The development of vectors for gene therapy is often hampered by the fact that nonviral vectors become trapped in endo/lysosomes after endocytosis and the nucleic acids that are being transported end up being destroyed. Bin Liu and colleagues, National University of Singapore and Agency for Science, Technology and Research (A*STAR), Singapore, have come up with a polymeric gene delivery vector that can not only escape from endo/lysosomes, but also unpack DNA in one light excitation process.
The researchers designed a gene delivery vector that contains a photosensitizer, an aminoacrylate linker that can be cleaved by reactive oxygen species (ROS), and poly(ethylene glycol) units for water solubility. In aqueous media, the polymer self-assembles into nanoparticles that show a bright red fluorescence and can bind to DNA by electrostatic interactions. After endocytosis, the nanoparticles are trapped in endo/lysosomes.

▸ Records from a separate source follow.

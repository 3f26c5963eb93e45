
use serde::{Deserialize, Serialize};
use tracing::debug;

/// Configuration for passage chunking.
///
/// Sizes are in characters, not tokens; the embedding backends we target
/// accept raw text and the retrieval contract is character-based.
#[derive(Debug, Clone, PartialEq, Eq, Serialize, Deserialize)]
#[serde(default)]
pub struct ChunkConfig {
    /// Target passage size in characters.
    pub max_characters: usize,
    /// Characters shared between consecutive passages.
    pub overlap_characters: usize,
}

impl Default for ChunkConfig {
    #[inline]
    fn default() -> Self {
        Self {
            max_characters: 1000,
            overlap_characters: 200,
        }
    }
}

/// Split a text blob into overlapping passages ready for embedding.
///
/// Returns an empty vector for empty or whitespace-only input; callers treat
/// zero chunks as "nothing to index", not an error. Each passage is at most
/// `max_characters` long, and consecutive passages share roughly
/// `overlap_characters` so no semantic unit is silently cut at a boundary.
/// Splits prefer paragraph breaks, then sentence ends, then whitespace,
/// before falling back to a hard cut at a UTF-8 character boundary.
#[inline]
pub fn chunk_text(text: &str, config: &ChunkConfig) -> Vec<String> {
    let text = text.trim();
    if text.is_empty() {
        return Vec::new();
    }

    let max = config.max_characters.max(1);
    let overlap = config.overlap_characters.min(max.saturating_sub(1));

    if text.len() <= max {
        return vec![text.to_string()];
    }

    let mut chunks = Vec::new();
    let mut start = 0;

    while start < text.len() {
        let window_end = floor_char_boundary(text, (start + max).min(text.len()));
        let end = if window_end == text.len() {
            window_end
        } else {
            find_split_point(text, start, window_end)
        };

        let chunk = text[start..end].trim();
        if !chunk.is_empty() {
            chunks.push(chunk.to_string());
        }

        if end == text.len() {
            break;
        }

        // Step back by the overlap, snapped forward to a word start so the
        // next passage does not open mid-word.
        let mut next = floor_char_boundary(text, end.saturating_sub(overlap));
        if next > start {
            next = align_to_word_start(text, next, end);
        }
        start = if next > start { next } else { end };
    }

    debug!(
        "Chunked {} chars into {} passages (max {}, overlap {})",
        text.len(),
        chunks.len(),
        max,
        overlap
    );

    chunks
}

/// Pick the best split point in `text[start..limit]`, preferring natural
/// boundaries near the end of the window.
fn find_split_point(text: &str, start: usize, limit: usize) -> usize {
    let window = &text[start..limit];
    // Only accept a boundary in the back half of the window so passages do
    // not collapse to fragments when boundaries cluster early.
    let min_len = window.len() / 2;

    if let Some(pos) = window.rfind("\n\n") {
        if pos >= min_len {
            return start + pos;
        }
    }

    let sentence_end = ['.', '!', '?']
        .iter()
        .filter_map(|p| window.rfind(*p))
        .max();
    if let Some(pos) = sentence_end {
        if pos >= min_len {
            // Split after the punctuation mark.
            return start + pos + p_len(window, pos);
        }
    }

    if let Some(pos) = window.rfind(char::is_whitespace) {
        if pos >= min_len {
            return start + pos;
        }
    }

    limit
}

fn p_len(window: &str, pos: usize) -> usize {
    window[pos..].chars().next().map_or(1, char::len_utf8)
}

/// Move `pos` forward to the start of the next word, staying below `end`.
fn align_to_word_start(text: &str, pos: usize, end: usize) -> usize {
    match text[pos..end].find(char::is_whitespace) {
        Some(offset) => {
            let ws = pos + offset;
            let after = ws + p_len(text, ws);
            if after < end { after } else { pos }
        }
        None => pos,
    }
}

/// Largest index `<= index` that lies on a UTF-8 character boundary.
#[inline]
pub fn floor_char_boundary(s: &str, index: usize) -> usize {
    if index >= s.len() {
        return s.len();
    }
    let mut i = index;
    while i > 0 && !s.is_char_boundary(i) {
        i -= 1;
    }
    i
}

Irradiation with light results in two concurrent processes (see picture): the formation of ROS, which destroy the endo/lysosomal membrane, and DNA release upon breaking of the polymer when the ROS-reactive linkers are cleaved. Studies showed that the released DNA accumulated in nuclei, and that the transfection efficiency of the system was 50 % more higher than that of commercially available products. This strategy should be applicable to therapeutic DNA or siRNA for gene therapy.
- A Photoactivatable AIE Polymer for Light-Controlled Gene Delivery: Concurrent Endo/Lysosomal Escape and DNA Unpacking,
Youyong Yuan, Chong-Jing Zhang, Bin Liu,
Angew. Chem. Int. Ed. 2015.